→ **Assignment**
Tally the lines below that contain the word "join". Only the total should be given.

→ **Supplied entries**
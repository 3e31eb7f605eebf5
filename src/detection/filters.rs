use crate::models::{ObjectType, Region};

/// Drop regions smaller than `min_area` pixels
pub fn filter_by_area(regions: Vec<Region>, min_area: u32) -> Vec<Region> {
    regions.into_iter().filter(|r| r.area >= min_area).collect()
}

/// Greedy, order-dependent duplicate removal.
///
/// Regions are visited in the order given; a region is kept only if its
/// centroid is at least `min_distance` away from every region kept so far.
/// The first region of a close cluster wins.
pub fn dedup_by_centroid(regions: Vec<Region>, min_distance: f64) -> Vec<Region> {
    let mut accepted: Vec<Region> = Vec::with_capacity(regions.len());
    for region in regions {
        if accepted.iter().any(|kept| kept.centroid_distance(&region) < min_distance) {
            log::debug!("dropping region {} as duplicate", region.label);
            continue;
        }
        accepted.push(region);
    }
    accepted
}

/// Eccentricity below the threshold is a star, anything else a streak
pub fn classify(eccentricity: f64, threshold: f64) -> ObjectType {
    if eccentricity < threshold {
        ObjectType::Star
    } else {
        ObjectType::Streak
    }
}

#[cfg(test)]
mod tests {
    use super::*;

    fn strip(label: u32, row: u32, col: u32, len: u32) -> Region {
        let mut region = Region::new(label, row, col);
        for c in col + 1..col + len {
            region.add_pixel(row, c);
        }
        region
    }

    #[test]
    fn test_area_filter_boundary() {
        let regions = vec![strip(1, 0, 0, 49), strip(2, 5, 0, 50)];
        let kept = filter_by_area(regions, 50);
        assert_eq!(kept.len(), 1);
        assert_eq!(kept[0].area, 50);
    }

    #[test]
    fn test_classify_boundary() {
        assert_eq!(classify(0.85, 0.85), ObjectType::Streak);
        assert_eq!(classify(0.8499999, 0.85), ObjectType::Star);
        assert_eq!(classify(0.0, 0.85), ObjectType::Star);
        assert_eq!(classify(0.99, 0.85), ObjectType::Streak);
    }

    #[test]
    fn test_dedup_keeps_first_of_close_pair() {
        // Single pixels make centroid placement exact: (7, 7) is 9.90 from the origin
        let first = Region::new(1, 0, 0);
        let near = Region::new(2, 7, 7);
        let kept = dedup_by_centroid(vec![first, near], 10.0);
        assert_eq!(kept.len(), 1);
        assert_eq!(kept[0].label, 1);
    }

    #[test]
    fn test_dedup_distance_boundary() {
        let a = Region::new(1, 0, 0);
        let close = Region::new(2, 7, 7);
        let far = Region::new(3, 1, 10);
        assert!(a.centroid_distance(&close) < 10.0);
        assert!(a.centroid_distance(&far) > 10.0);

        assert_eq!(dedup_by_centroid(vec![a.clone(), close], 10.0).len(), 1);
        assert_eq!(dedup_by_centroid(vec![a, far], 10.0).len(), 2);
    }

    #[test]
    fn test_dedup_compares_against_accepted_only() {
        // b is close to a (dropped), c is close to b but far from a (kept)
        let a = Region::new(1, 0, 0);
        let b = Region::new(2, 0, 8);
        let c = Region::new(3, 0, 16);
        let kept = dedup_by_centroid(vec![a, b, c], 10.0);
        let labels: Vec<_> = kept.iter().map(|r| r.label).collect();
        assert_eq!(labels, vec![1, 3]);
    }

    #[test]
    fn test_exactly_min_distance_is_kept() {
        let a = Region::new(1, 0, 0);
        let b = Region::new(2, 0, 10);
        assert_eq!(dedup_by_centroid(vec![a, b], 10.0).len(), 2);
    }
}
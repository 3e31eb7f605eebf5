//! Re-encoding TIFF frames as PNG.

use std::path::{Path, PathBuf};
use image::{DynamicImage, ImageFormat};
use crate::batch::{list_images, load_image};
use crate::error::{Error, Result};

/// Extensions picked up by `convert_directory`
pub const TIFF_EXTENSIONS: &[&str] = &["tif", "tiff"];

#[derive(Debug, Default)]
pub struct ConvertReport {
    pub converted: Vec<PathBuf>,
    pub skipped: Vec<(PathBuf, String)>,
}

pub fn is_tiff(path: &Path) -> bool {
    path.extension()
        .and_then(|e| e.to_str())
        .map(|e| TIFF_EXTENSIONS.iter().any(|known| e.eq_ignore_ascii_case(known)))
        .unwrap_or(false)
}

/// PNG has no floating point sample formats; those frames go to 16 bit.
fn png_compatible(img: DynamicImage) -> DynamicImage {
    match img {
        DynamicImage::ImageRgb32F(_) => DynamicImage::ImageRgb16(img.to_rgb16()),
        DynamicImage::ImageRgba32F(_) => DynamicImage::ImageRgba16(img.to_rgba16()),
        other => other,
    }
}

/// Write every `.tif`/`.tiff` file in `input_dir` to `output_dir` as
/// `{stem}.png`, keeping its bit depth. Files that fail to decode are skipped.
pub fn convert_directory(input_dir: &Path, output_dir: &Path) -> Result<ConvertReport> {
    std::fs::create_dir_all(output_dir).map_err(|e| Error::write(output_dir, e))?;

    let mut report = ConvertReport::default();
    for path in list_images(input_dir)?.into_iter().filter(|p| is_tiff(p)) {
        let img = match load_image(&path) {
            Ok(img) => png_compatible(img),
            Err(e) if e.is_recoverable() => {
                log::warn!("Failed to convert {}: {}", path.display(), e);
                report.skipped.push((path, e.to_string()));
                continue;
            }
            Err(e) => return Err(e),
        };

        let Some(stem) = path.file_stem() else {
            continue;
        };
        let out = output_dir.join(format!("{}.png", stem.to_string_lossy()));
        img.save_with_format(&out, ImageFormat::Png)
            .map_err(|e| Error::write(&out, e))?;
        log::info!("Converted: {} -> {}", path.display(), out.display());
        report.converted.push(out);
    }
    Ok(report)
}

#[cfg(test)]
mod tests {
    use super::*;
    use image::{ImageBuffer, Luma};

    #[test]
    fn test_only_tiff_files_are_converted() {
        let dir = tempfile::TempDir::new().unwrap();
        let input = dir.path().join("in");
        std::fs::create_dir_all(&input).unwrap();
        let frame = ImageBuffer::<Luma<u16>, _>::from_pixel(6, 4, Luma([50000u16]));
        frame.save(input.join("a.tif")).unwrap();
        frame.save(input.join("b.TIFF")).unwrap();
        image::GrayImage::new(4, 4).save(input.join("c.png")).unwrap();
        std::fs::write(input.join("d.tiff"), b"truncated").unwrap();

        let output = dir.path().join("out");
        let report = convert_directory(&input, &output).unwrap();

        assert_eq!(report.converted.len(), 2);
        assert_eq!(report.skipped.len(), 1);
        assert!(report.skipped[0].0.ends_with("d.tiff"));
        assert!(!output.join("c.png").exists());

        let DynamicImage::ImageLuma16(png) = image::open(output.join("a.png")).unwrap() else {
            panic!("expected 16-bit grayscale PNG");
        };
        assert_eq!(png.dimensions(), (6, 4));
        assert_eq!(png.get_pixel(5, 3)[0], 50000);
        assert!(output.join("b.png").exists());
    }

    #[test]
    fn test_tiff_extension_check() {
        assert!(is_tiff(Path::new("x.tif")));
        assert!(is_tiff(Path::new("x.TiFf")));
        assert!(!is_tiff(Path::new("x.png")));
        assert!(!is_tiff(Path::new("tiff")));
    }
}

→ **Completed exercise**
10